Lego: the exception to the rule

 |  Parenting

With Isabel’s birthday approaching in the next few months I’ve been window-shopping for ideas for something cool, something that is going to ‘top’ Boris (last year’s gift). Looking at Tesco’s range of Lego sets it occurred to me that Lego & spin off brands are a brilliant exception to my no-plastic ‘toy snob‘ rules. Lego has all the qualities I look for in a toy: endless possibilities for play, encourages use of the imagination, stands up to rough handling, and something I’ll enjoy playing with after Izz has gone to bed.

We have a big bag of Karl’s old Lego cleaned and ready for action in the utility, but I’ve not yet plucked up the courage to get it out.
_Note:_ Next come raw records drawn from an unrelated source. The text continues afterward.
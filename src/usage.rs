//! Usage collection: the set of disk paths referenced by any VM.

use crate::error::Error;
use crate::platform::{normalize_datastore_path, Platform};
use chrono::{DateTime, Utc};
use std::collections::HashSet;
use tracing::{debug, info};

/// Referenced disk paths captured at one instant. Immutable once taken; the
/// orphan resolver only ever consults this copy, never the live platform.
#[derive(Debug, Clone)]
pub struct UsageSnapshot {
    paths: HashSet<String>,
    taken_at: DateTime<Utc>,
}

impl UsageSnapshot {
    pub fn from_paths<I, S>(paths: I) -> Self
    where
        I: IntoIterator<Item = S>,
        S: AsRef<str>,
    {
        Self {
            paths: paths
                .into_iter()
                .map(|p| normalize_datastore_path(p.as_ref()))
                .collect(),
            taken_at: Utc::now(),
        }
    }

    /// `path` is normalized before the lookup.
    pub fn is_referenced(&self, path: &str) -> bool {
        self.paths.contains(&normalize_datastore_path(path))
    }

    pub fn len(&self) -> usize {
        self.paths.len()
    }

    pub fn is_empty(&self) -> bool {
        self.paths.is_empty()
    }

    pub fn taken_at(&self) -> DateTime<Utc> {
        self.taken_at
    }
}

/// Collect every VM disk reference across the platform.
///
/// Any failure is a `Error::Snapshot`: without the complete set, no file can
/// safely be called an orphan.
pub fn collect_usage(platform: &dyn Platform) -> Result<UsageSnapshot, Error> {
    let raw = platform
        .vm_disk_paths()
        .map_err(|e| Error::Snapshot(e.to_string()))?;

    let raw_count = raw.len();
    let snapshot = UsageSnapshot::from_paths(raw);
    debug!(
        "{} disk references collapsed to {} distinct paths",
        raw_count,
        snapshot.len()
    );
    info!("Usage snapshot holds {} referenced disks", snapshot.len());

    Ok(snapshot)
}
I have visions of Isabel eating pieces and us finding little Lego men heads in the bottom of the potty; the endless chore of tidying up stray bricks so they don’t end up the vacuum cleaner; and, of course, the perfectly rational fear of discovering the one brick I will have inevitably missed as I creep to the loo in the middle of the night with nothing on my feet.
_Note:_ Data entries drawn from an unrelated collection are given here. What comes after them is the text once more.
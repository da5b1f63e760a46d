use crate::error::Error;
use crate::model::ActionResult;
use serde::Serialize;
use std::fs::{self, OpenOptions};
use std::path::{Path, PathBuf};
use tracing::{debug, info};

/// Accumulated results of one run plus the byte total of every candidate seen.
#[derive(Debug, Default, Clone)]
pub struct OrphanReport {
    rows: Vec<ActionResult>,
    total_bytes: u64,
}

impl OrphanReport {
    pub fn new() -> Self {
        Self::default()
    }

    /// Sizes come from enumeration, so the total is the same in every mode
    /// and counts failed actions too.
    pub fn record(&mut self, result: ActionResult) {
        self.total_bytes += result.candidate.size_bytes();
        self.rows.push(result);
    }

    pub fn rows(&self) -> &[ActionResult] {
        &self.rows
    }

    pub fn total_bytes(&self) -> u64 {
        self.total_bytes
    }

    pub fn len(&self) -> usize {
        self.rows.len()
    }

    pub fn is_empty(&self) -> bool {
        self.rows.is_empty()
    }

    pub fn succeeded(&self) -> usize {
        self.rows.iter().filter(|r| r.outcome.is_success()).count()
    }

    pub fn failed(&self) -> usize {
        self.rows.len() - self.succeeded()
    }

    /// Write every row and the total in one go. Runs that stream rows as
    /// they happen use [`ReportWriter::append_row`] instead.
    pub fn persist(&self, writer: &dyn ReportWriter) -> Result<(), Error> {
        writer.write(&self.rows, self.total_bytes)
    }
}

/// Durable storage for report rows.
pub trait ReportWriter {
    /// Persist one row. Called right after the row's action completes.
    fn append_row(&self, row: &ActionResult) -> Result<(), Error>;

    /// Close a run with its byte total.
    fn append_total(&self, total_bytes: u64) -> Result<(), Error>;

    fn write(&self, rows: &[ActionResult], total_bytes: u64) -> Result<(), Error> {
        for row in rows {
            self.append_row(row)?;
        }
        self.append_total(total_bytes)
    }
}

#[derive(Debug, Serialize)]
struct CsvRow<'a> {
    mode: String,
    datastore: &'a str,
    folder_path: &'a str,
    file_name: &'a str,
    size_bytes: u64,
    modified: String,
    proposed_name: &'a str,
    outcome: String,
    error: &'a str,
}

impl<'a> From<&'a ActionResult> for CsvRow<'a> {
    fn from(result: &'a ActionResult) -> Self {
        let record = result.candidate.record();
        CsvRow {
            mode: result.mode().to_string(),
            datastore: &record.datastore,
            folder_path: &record.folder_path,
            file_name: &record.file_name,
            size_bytes: record.size_bytes,
            modified: record.modified.map(|m| m.to_rfc3339()).unwrap_or_default(),
            proposed_name: result.proposed_new_name().unwrap_or_default(),
            outcome: result.outcome.to_string(),
            error: result.error_detail().unwrap_or_default(),
        }
    }
}

/// Appends report rows to a CSV file. A header is written only when the file
/// is new, so repeated runs with the same file name accumulate.
pub struct CsvReportWriter {
    path: PathBuf,
}

impl CsvReportWriter {
    pub fn new(path: impl Into<PathBuf>) -> Self {
        Self { path: path.into() }
    }

    pub fn path(&self) -> &Path {
        &self.path
    }
}

const CSV_HEADER: [&str; 9] = [
    "mode",
    "datastore",
    "folder_path",
    "file_name",
    "size_bytes",
    "modified",
    "proposed_name",
    "outcome",
    "error",
];

impl CsvReportWriter {
    /// Open for appending. The flag is true when the file is new or empty
    /// and still needs its header.
    fn open(&self) -> Result<(csv::Writer<fs::File>, bool), Error> {
        if let Some(parent) = self.path.parent() {
            if !parent.as_os_str().is_empty() {
                fs::create_dir_all(parent)?;
            }
        }

        let needs_header = fs::metadata(&self.path).map(|m| m.len() == 0).unwrap_or(true);
        let file = OpenOptions::new()
            .append(true)
            .create(true)
            .open(&self.path)?;

        let wtr = csv::WriterBuilder::new()
            .has_headers(needs_header)
            .from_writer(file);
        Ok((wtr, needs_header))
    }
}

impl ReportWriter for CsvReportWriter {
    fn append_row(&self, row: &ActionResult) -> Result<(), Error> {
        let (mut wtr, _) = self.open()?;
        wtr.serialize(CsvRow::from(row))?;
        wtr.flush()?;
        debug!("Appended {} to {}", row.candidate.full_path(), self.path.display());
        Ok(())
    }

    fn append_total(&self, total_bytes: u64) -> Result<(), Error> {
        let (mut wtr, needs_header) = self.open()?;
        if needs_header {
            wtr.write_record(CSV_HEADER)?;
        }
        let total = total_bytes.to_string();
        wtr.write_record(["TOTAL", "", "", "", total.as_str(), "", "", "", ""])?;
        wtr.flush()?;

        info!("Report total written to {}", self.path.display());
        Ok(())
    }
}

#[cfg(test)]
mod tests {
    use super::*;
    use crate::model::{ActionKind, DiskFileRecord, OrphanCandidate, Outcome};
    use tempfile::tempdir;

    fn result(name: &str, size: u64, outcome: Outcome) -> ActionResult {
        ActionResult {
            candidate: OrphanCandidate::new(DiskFileRecord {
                datastore: "ds1".to_string(),
                folder_path: "[ds1] vm/".to_string(),
                file_name: name.to_string(),
                size_bytes: size,
                modified: None,
            }),
            kind: ActionKind::Delete,
            outcome,
        }
    }

    #[test]
    fn test_total_counts_failed_rows() {
        let mut report = OrphanReport::new();
        report.record(result("a.vmdk", 100, Outcome::Success));
        report.record(result(
            "b.vmdk",
            50,
            Outcome::Failed {
                detail: "locked".to_string(),
            },
        ));

        assert_eq!(report.total_bytes(), 150);
        assert_eq!(report.succeeded(), 1);
        assert_eq!(report.failed(), 1);
    }

    #[test]
    fn test_csv_appends_without_repeating_header() {
        let dir = tempdir().unwrap();
        let path = dir.path().join("nested").join("report.csv");
        let writer = CsvReportWriter::new(&path);

        writer
            .write(&[result("a.vmdk", 100, Outcome::Success)], 100)
            .unwrap();
        writer
            .write(
                &[result(
                    "b.vmdk",
                    7,
                    Outcome::Failed {
                        detail: "locked".to_string(),
                    },
                )],
                7,
            )
            .unwrap();

        let contents = fs::read_to_string(&path).unwrap();
        let lines: Vec<&str> = contents.lines().collect();
        assert_eq!(lines.len(), 5);
        assert!(lines[0].starts_with("mode,datastore,folder_path"));
        assert_eq!(contents.matches("mode,datastore").count(), 1);
        assert!(lines[1].contains("a.vmdk") && lines[1].contains("success"));
        assert_eq!(lines[2], "TOTAL,,,,100,,,,");
        assert!(lines[3].contains("failed") && lines[3].ends_with("locked"));
        assert_eq!(lines[4], "TOTAL,,,,7,,,,");
    }

    #[test]
    fn test_empty_report_still_gets_header() {
        let dir = tempdir().unwrap();
        let path = dir.path().join("empty.csv");
        CsvReportWriter::new(&path).write(&[], 0).unwrap();

        let contents = fs::read_to_string(&path).unwrap();
        let lines: Vec<&str> = contents.lines().collect();
        assert_eq!(lines.len(), 2);
        assert!(lines[0].starts_with("mode,"));
        assert_eq!(lines[1], "TOTAL,,,,0,,,,");
    }

    #[test]
    fn test_rows_are_on_disk_before_the_total() {
        let dir = tempdir().unwrap();
        let path = dir.path().join("streamed.csv");
        let writer = CsvReportWriter::new(&path);

        writer
            .append_row(&result("a.vmdk", 3, Outcome::Success))
            .unwrap();
        let after_one = fs::read_to_string(&path).unwrap();
        assert_eq!(after_one.lines().count(), 2);
        assert!(after_one.lines().nth(1).unwrap().contains("a.vmdk"));

        writer
            .append_row(&result("b.vmdk", 4, Outcome::Success))
            .unwrap();
        writer.append_total(7).unwrap();

        let contents = fs::read_to_string(&path).unwrap();
        let lines: Vec<&str> = contents.lines().collect();
        assert_eq!(lines.len(), 4);
        assert_eq!(contents.matches("mode,datastore").count(), 1);
        assert_eq!(lines[3], "TOTAL,,,,7,,,,");
    }
}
I’m not generally in the habit of sticking to arbitrary age limits — most of our existing toys are labelled for 36 months+ for example — and I like the idea of a huge box of Lego keeping Izz occupied for hours, but I have a feeling it’s still too early. Best to stick to the Mega Bloks for now…

Jem Turner +44(0)7521056376

12 comments so far

  1. Pinja said:

    I agree with Hanna. I had the best time playing with legos as a kid! I had very elaborative stories for my little lego dudes :P It was the one “toy” me and my sister (six years older than me) could play together with without fighting :)

  2. Aisling said:

    I still have much more fun with the bigger Mega Bloks than tiny lego to this day. I like how they’re softer and a bit more colourful and I’ve never needed to pry a Mega Blok apart and break a nail in the process (thanks, Lego). That said, I do have a lot of fun browsing the Lego store in my city… something about the ability to mix and match Lego and get the colours I love (and weird colours like sparkly ones and glowing ones) appeals to me. I never really use them, though.
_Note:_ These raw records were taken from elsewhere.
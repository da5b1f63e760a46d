#![allow(dead_code)]

use std::collections::{HashMap, HashSet};
use std::sync::atomic::{AtomicBool, Ordering};
use std::sync::{Arc, Mutex};

use vmdk_sweep::platform::{DatastoreFile, Platform};
use vmdk_sweep::{ActionResult, AppConfig, Error, ReportWriter};

/// In-memory platform with scripted failures and a log of every call.
#[derive(Default)]
pub struct ScriptedPlatform {
    vm_disks: Mutex<Vec<String>>,
    datastores: Vec<String>,
    files: HashMap<String, Vec<DatastoreFile>>,
    fail_snapshot: bool,
    fail_listing: bool,
    failing_datastores: HashSet<String>,
    failing_paths: HashSet<String>,
    late_reference: Option<String>,
    cancel_after_mutations: Option<(usize, Arc<AtomicBool>)>,
    pub calls: Mutex<Vec<String>>,
    pub renamed: Mutex<Vec<(String, String)>>,
    pub deleted: Mutex<Vec<String>>,
}

impl ScriptedPlatform {
    pub fn new() -> Self {
        Self::default()
    }

    pub fn with_vm_disk(self, path: &str) -> Self {
        self.vm_disks.lock().unwrap().push(path.to_string());
        self
    }

    /// Adds a datastore with `(folder, file, size)` entries.
    pub fn with_datastore(mut self, name: &str, files: &[(&str, &str, Option<u64>)]) -> Self {
        self.datastores.push(name.to_string());
        self.files.insert(
            name.to_string(),
            files
                .iter()
                .map(|(folder, file, size)| DatastoreFile {
                    folder_path: if folder.is_empty() {
                        format!("[{}] ", name)
                    } else {
                        format!("[{}] {}/", name, folder)
                    },
                    file_name: file.to_string(),
                    size_bytes: *size,
                    modified: None,
                })
                .collect(),
        );
        self
    }

    pub fn failing_snapshot(mut self) -> Self {
        self.fail_snapshot = true;
        self
    }

    pub fn failing_listing(mut self) -> Self {
        self.fail_listing = true;
        self
    }

    pub fn failing_datastore(mut self, name: &str) -> Self {
        self.failing_datastores.insert(name.to_string());
        self
    }

    pub fn failing_path(mut self, path: &str) -> Self {
        self.failing_paths.insert(path.to_string());
        self
    }

    /// A VM starts referencing `path` while datastores are being searched.
    pub fn with_late_reference(mut self, path: &str) -> Self {
        self.late_reference = Some(path.to_string());
        self
    }

    pub fn cancel_after_mutations(mut self, count: usize, flag: Arc<AtomicBool>) -> Self {
        self.cancel_after_mutations = Some((count, flag));
        self
    }

    pub fn calls(&self) -> Vec<String> {
        self.calls.lock().unwrap().clone()
    }

    fn log(&self, call: String) {
        self.calls.lock().unwrap().push(call);
    }

    fn after_mutation(&self) {
        if let Some((count, flag)) = &self.cancel_after_mutations {
            let done = self.renamed.lock().unwrap().len() + self.deleted.lock().unwrap().len();
            if done >= *count {
                flag.store(true, Ordering::SeqCst);
            }
        }
    }
}

impl Platform for ScriptedPlatform {
    fn vm_disk_paths(&self) -> Result<Vec<String>, Error> {
        self.log("vm_disk_paths".to_string());
        if self.fail_snapshot {
            return Err(Error::platform("list vm disks", "session expired"));
        }
        Ok(self.vm_disks.lock().unwrap().clone())
    }

    fn datastores(&self, location: &str) -> Result<Vec<String>, Error> {
        self.log(format!("datastores {}", location));
        if self.fail_listing {
            return Err(Error::platform("list datastores", "location not found"));
        }
        Ok(self.datastores.clone())
    }

    fn search_datastore(&self, datastore: &str, pattern: &str) -> Result<Vec<DatastoreFile>, Error> {
        self.log(format!("search {} {}", datastore, pattern));
        if let Some(path) = &self.late_reference {
            self.vm_disks.lock().unwrap().push(path.clone());
        }
        if self.failing_datastores.contains(datastore) {
            return Err(Error::platform("search datastore", "browser timed out"));
        }
        Ok(self.files.get(datastore).cloned().unwrap_or_default())
    }

    fn rename_file(&self, path: &str, new_name: &str) -> Result<(), Error> {
        self.log(format!("rename {}", path));
        if self.failing_paths.contains(path) {
            return Err(Error::platform("rename", "file is locked"));
        }
        self.renamed
            .lock()
            .unwrap()
            .push((path.to_string(), new_name.to_string()));
        self.after_mutation();
        Ok(())
    }

    fn delete_file(&self, path: &str) -> Result<(), Error> {
        self.log(format!("delete {}", path));
        if self.failing_paths.contains(path) {
            return Err(Error::platform("delete", "permission denied"));
        }
        self.deleted.lock().unwrap().push(path.to_string());
        self.after_mutation();
        Ok(())
    }
}

pub fn sequential_config() -> AppConfig {
    AppConfig {
        parallel_volumes: false,
        ..AppConfig::default()
    }
}

/// Keeps persisted rows in memory. Optionally fails once `fail_after` rows
/// have been written.
#[derive(Default)]
pub struct RecordingWriter {
    pub rows: Mutex<Vec<String>>,
    pub totals: Mutex<Vec<u64>>,
    fail_after: Option<usize>,
}

impl RecordingWriter {
    pub fn new() -> Self {
        Self::default()
    }

    pub fn failing_after(rows: usize) -> Self {
        Self {
            fail_after: Some(rows),
            ..Self::default()
        }
    }
}

impl ReportWriter for RecordingWriter {
    fn append_row(&self, row: &ActionResult) -> Result<(), Error> {
        let mut rows = self.rows.lock().unwrap();
        if self.fail_after.is_some_and(|limit| rows.len() >= limit) {
            return Err(Error::Io(std::io::Error::new(
                std::io::ErrorKind::Other,
                "disk full",
            )));
        }
        rows.push(row.candidate.full_path());
        Ok(())
    }

    fn append_total(&self, total_bytes: u64) -> Result<(), Error> {
        self.totals.lock().unwrap().push(total_bytes);
        Ok(())
    }
}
    In fact I have a Sponge Bob Lego set that was given to me at a Christmas party 3 or 4 years ago (novelty prize) that I’ve never touched. I should probably chuck it into the Toy Mountain bin next Christmas so a kid can really enjoy it. :)

  3. Stephanie said:

    I don’t think that the kids can tell the difference between Legos and mega blocks anyways. But as long as she’s not putting other small toys into her mouth, Legos should be okay, right? If I remember correctly, my brother was either trying to eat all of his toys, including the big ones, or none of them when he was a bit younger than Isabel. Of course, not all kids are the same.

    • Jem said:

      Isabel is still very ‘mouthy’ with pretty much everything – hence my worry! I think we’ll give it another 6 months and see where she’s at then.

  4. Domenica said:

    I see why you would be nervous of her swallowing them. My cousin had them at your daughters age and someone had to be there when she played with them, however she ended up swallowing not a lego but a small hair clip. Luckily it did come out, if you know what I mean. Then again she was one of those kids who didn’t liked to put things in her mouth.